/   Uncategorized @en

Masa pandemi dan terbatasnya ruang fisik tidak menyurutkan gerak seniman mengeksplorasi beragam kemungkinan untuk memperbaiki ekosistem seni. Sejumlah Anggota Koalisi Seni memanfaatkan momen ini untuk berhimpun secara daring, lantas berserikat untuk mengadvokasi kebijakan seni. Pada Ruang Usik-Usik episode ini, dua anggota Koalisi Seni berbagi cerita. Mereka adalah Aristofani Fahmi, Sekjen Asosiasi Seniman Riau (ASERI), dan Shinta Febriany, Ketua Umum Perkumpulan Nasional Teater Indonesia (Penastri).

Jika tak sempat mendengarkan secara penuh, simak transkrip yang dibuat oleh Dinita Amanda berikut ini:

Waktu Transkrip
00:00— 1:52 Naomi

Masa Pandemi dan terbatasnya ruang fisik tidak menyurutkan gerak seniman mengeksplorasi beragam kemungkinan untuk memperbaiki ekosistem seni. Sejumlah anggota Koalisi Seni memanfaatkan momen ini untuk berhimpun secara daring lantas juga mengkonsolidasi sumber daya pengetahuan dan berjejaring untuk advokasi kebijakan seni. Sumatra contohnya Asosiasi Seniman Riau (ASERI) terbentuk pada Juli 2020 karena terpicu mandeknya kegiatan formal, adat, budaya, maupun pariwisata yang melibatkan seniman. ASERI juga memiliki program berkelanjutan untuk dunia seni dan seniman Riau dalam jangka panjang.

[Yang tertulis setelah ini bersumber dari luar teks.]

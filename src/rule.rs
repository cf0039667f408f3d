// 📏 Policy Rule - amount threshold + destination allow-list
// A transaction passes a rule when BOTH checks pass.

use crate::converter::{CurrencyConverter, BASE_UNIT};
use crate::error::{RuleError, ValidationError};
use chrono::{DateTime, Utc};
use serde::{Deserialize, Deserializer, Serialize};
use std::fmt;

/// Sentinel threshold: no amount limit
pub const NO_AMOUNT_LIMIT: i64 = -1;

/// Longest accepted currency code
pub const MAX_CURRENCY_LEN: usize = 10;

/// Longest accepted destination name
pub const MAX_DESTINATION_LEN: usize = 100;

// ============================================================================
// RULE ENTITY
// ============================================================================

#[derive(Debug, Clone, PartialEq, Serialize, Deserialize)]
pub struct Rule {
    /// Assigned by the store, never changes
    #[serde(rename = "rule_id")]
    pub id: i64,

    /// Set once at creation, defines evaluation order. Not part of the JSON shape.
    #[serde(skip)]
    pub created_at: DateTime<Utc>,

    /// Maximum amount, -1 = unlimited
    pub amount: i64,

    /// Currency of `amount` ("satoshi" = no conversion)
    pub currency: String,

    /// Allowed destinations, empty = any destination
    pub destinations: Vec<String>,
}

impl Rule {
    pub fn has_amount_limit(&self) -> bool {
        self.amount != NO_AMOUNT_LIMIT
    }

    /// True when the threshold is unlimited or `amount` does not exceed it.
    ///
    /// Hits the converter when the rule is in a foreign currency, so this can
    /// fail with a conversion error.
    pub async fn is_amount_valid(
        &self,
        amount: i64,
        converter: &dyn CurrencyConverter,
    ) -> Result<bool, RuleError> {
        if !self.has_amount_limit() {
            return Ok(true);
        }

        Ok(amount <= self.amount_in_base_unit(converter).await?)
    }

    /// True when there is no allow-list or `destination` is on it
    pub fn is_destination_valid(&self, destination: &str) -> bool {
        self.destinations.is_empty() || self.destinations.iter().any(|d| d == destination)
    }

    /// Threshold expressed in satoshis.
    ///
    /// The price service is queried with the threshold itself and the returned
    /// value is multiplied by the threshold again (rate * threshold).
    pub async fn amount_in_base_unit(
        &self,
        converter: &dyn CurrencyConverter,
    ) -> Result<i64, RuleError> {
        if self.amount < NO_AMOUNT_LIMIT {
            return Err(RuleError::InvalidThreshold(self.amount));
        }

        if self.currency == BASE_UNIT {
            return Ok(self.amount);
        }

        let rate = converter.exchange_rate(&self.currency, self.amount).await?;

        rate.checked_mul(self.amount).ok_or(RuleError::AmountOverflow {
            threshold: self.amount,
            rate,
        })
    }
}

impl fmt::Display for Rule {
    fn fmt(&self, f: &mut fmt::Formatter<'_>) -> fmt::Result {
        write!(
            f,
            "Rule {} ({} {}, destinations: [{}])",
            self.id,
            self.amount,
            self.currency,
            self.destinations.join(", ")
        )
    }
}

/// One allow-listed destination row, owned by exactly one rule
#[derive(Debug, Clone, PartialEq, Eq, Serialize, Deserialize)]
pub struct Destination {
    pub id: i64,
    pub rule_id: i64,
    pub name: String,
}

// ============================================================================
// CREATE / UPDATE PAYLOADS
// ============================================================================

fn default_amount() -> i64 {
    NO_AMOUNT_LIMIT
}

fn default_currency() -> String {
    BASE_UNIT.to_string()
}

/// Payload for creating a rule
#[derive(Debug, Clone, PartialEq, Serialize, Deserialize)]
pub struct NewRule {
    #[serde(default = "default_amount")]
    pub amount: i64,

    #[serde(default = "default_currency")]
    pub currency: String,

    pub destinations: Vec<String>,
}

impl NewRule {
    pub fn new(amount: i64, currency: &str, destinations: &[&str]) -> Self {
        NewRule {
            amount,
            currency: currency.to_string(),
            destinations: destinations.iter().map(|d| d.to_string()).collect(),
        }
    }

    pub fn validate(&self) -> Result<(), ValidationError> {
        validate_threshold(self.amount)?;
        validate_currency(&self.currency)?;
        validate_destinations(&self.destinations)
    }

    /// Materialize once the store has assigned identity
    pub fn into_rule(self, id: i64, created_at: DateTime<Utc>) -> Rule {
        Rule {
            id,
            created_at,
            amount: self.amount,
            currency: self.currency,
            destinations: self.destinations,
        }
    }
}

/// Partial update. `destinations`, when present, replaces the whole list.
/// A field may be omitted but never sent as `null`.
#[derive(Debug, Clone, Default, PartialEq, Serialize, Deserialize)]
pub struct RulePatch {
    #[serde(default, deserialize_with = "present")]
    pub amount: Option<i64>,

    #[serde(default, deserialize_with = "present")]
    pub currency: Option<String>,

    #[serde(default, deserialize_with = "present")]
    pub destinations: Option<Vec<String>>,
}

/// Only reached when the key exists, so `null` fails like any other wrong type
fn present<'de, D, T>(deserializer: D) -> Result<Option<T>, D::Error>
where
    D: Deserializer<'de>,
    T: Deserialize<'de>,
{
    T::deserialize(deserializer).map(Some)
}

impl RulePatch {
    pub fn validate(&self) -> Result<(), ValidationError> {
        if let Some(amount) = self.amount {
            validate_threshold(amount)?;
        }
        if let Some(currency) = &self.currency {
            validate_currency(currency)?;
        }
        if let Some(destinations) = &self.destinations {
            validate_destinations(destinations)?;
        }
        Ok(())
    }

    /// Apply to an existing rule; identity and creation time are kept
    pub fn apply(&self, rule: &mut Rule) {
        if let Some(amount) = self.amount {
            rule.amount = amount;
        }
        if let Some(currency) = &self.currency {
            rule.currency = currency.clone();
        }
        if let Some(destinations) = &self.destinations {
            rule.destinations = destinations.clone();
        }
    }
}

// ============================================================================
// VALIDATION
// ============================================================================

pub fn validate_threshold(amount: i64) -> Result<(), ValidationError> {
    if amount < NO_AMOUNT_LIMIT {
        return Err(ValidationError::invalid(
            "amount",
            format!("must be -1 (no limit) or a non-negative integer, got {}", amount),
        ));
    }
    Ok(())
}

pub fn validate_currency(currency: &str) -> Result<(), ValidationError> {
    if currency.trim().is_empty() {
        return Err(ValidationError::invalid("currency", "may not be blank"));
    }
    if currency.chars().count() > MAX_CURRENCY_LEN {
        return Err(ValidationError::invalid(
            "currency",
            format!("ensure this field has no more than {} characters", MAX_CURRENCY_LEN),
        ));
    }
    Ok(())
}

pub fn validate_destination(name: &str) -> Result<(), ValidationError> {
    if name.trim().is_empty() {
        return Err(ValidationError::invalid("destination", "may not be blank"));
    }
    if name.chars().count() > MAX_DESTINATION_LEN {
        return Err(ValidationError::invalid(
            "destination",
            format!("ensure this field has no more than {} characters", MAX_DESTINATION_LEN),
        ));
    }
    Ok(())
}

fn validate_destinations(destinations: &[String]) -> Result<(), ValidationError> {
    destinations.iter().try_for_each(|d| validate_destination(d))
}

// ============================================================================
// TESTS
// ============================================================================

Sementara itu para pegiat teater membentuk Perkumpulan Teater Nasional Indonesia atau Penastri pada Oktober 2020. Perkumpulan ini merupakan konsolidasi para pegiat teater untuk membangun ekosistem teater Indonesia yang lebih terprogram, demokratis, dan juga mendukung perkembangan ide-ide baru.

Podcast Ruang Usik Usik episode kali ini bakal bahas pengalaman mereka nih! Menghimpun diri semasa pandemi, proses, dan juga tantangannya dan juga cita-cita bersama yang diimpikan. Saya pun tidak sendirian karena sudah bersama dengan Kak Aristofani Fahmi Sekjen ASERI dan Kak Shinta Febriany, Ketua Umum Penastri.

Halo apa kabarnya Kak Ito dan Kak Shinta!

Kalau kita ngomongin ASERI aku mau tau ni dari Kak Ito, kenapa sih ASERI ini sampai didirikan?

1:52-4:16 Aristofani

Dimulai dari nganggur sebetulnya, keterbatasan fisik, kita sembunyi-sembunyi bertemu sejumlah orang kemudian muncul rasa solidaritas melihat teman-teman yang lain terutama maestro seniman tradisi yang notaben pendapatannya murni bermain musik atau mengiringi tari di kampung-kampung. Berangkat dari situ kita menanti pemerintah daerah namun tidak ada aksi, tidak ada informasi yang menggembirakan dalam kondisi ini. Cukup lama kami menunggu dan akhirnya kita ngumpul-ngumpul jadi serius.

 

Pada pertemuan kedua, seminggu setelah pertemuan pertama langsung dinyatakan membentuk sebuah perkumpulan yang berbadan hukum dengan diskusi program-program yang awalnya masih liar kemudian kita mulai rangkum hal-hal yang kita rasa sangat krusial untuk bisa segera dieksekusi dan tindak lanjuti. Hal pertama yang dirasa harus segera terwujud adalah mengatasi persoalan perut seniman.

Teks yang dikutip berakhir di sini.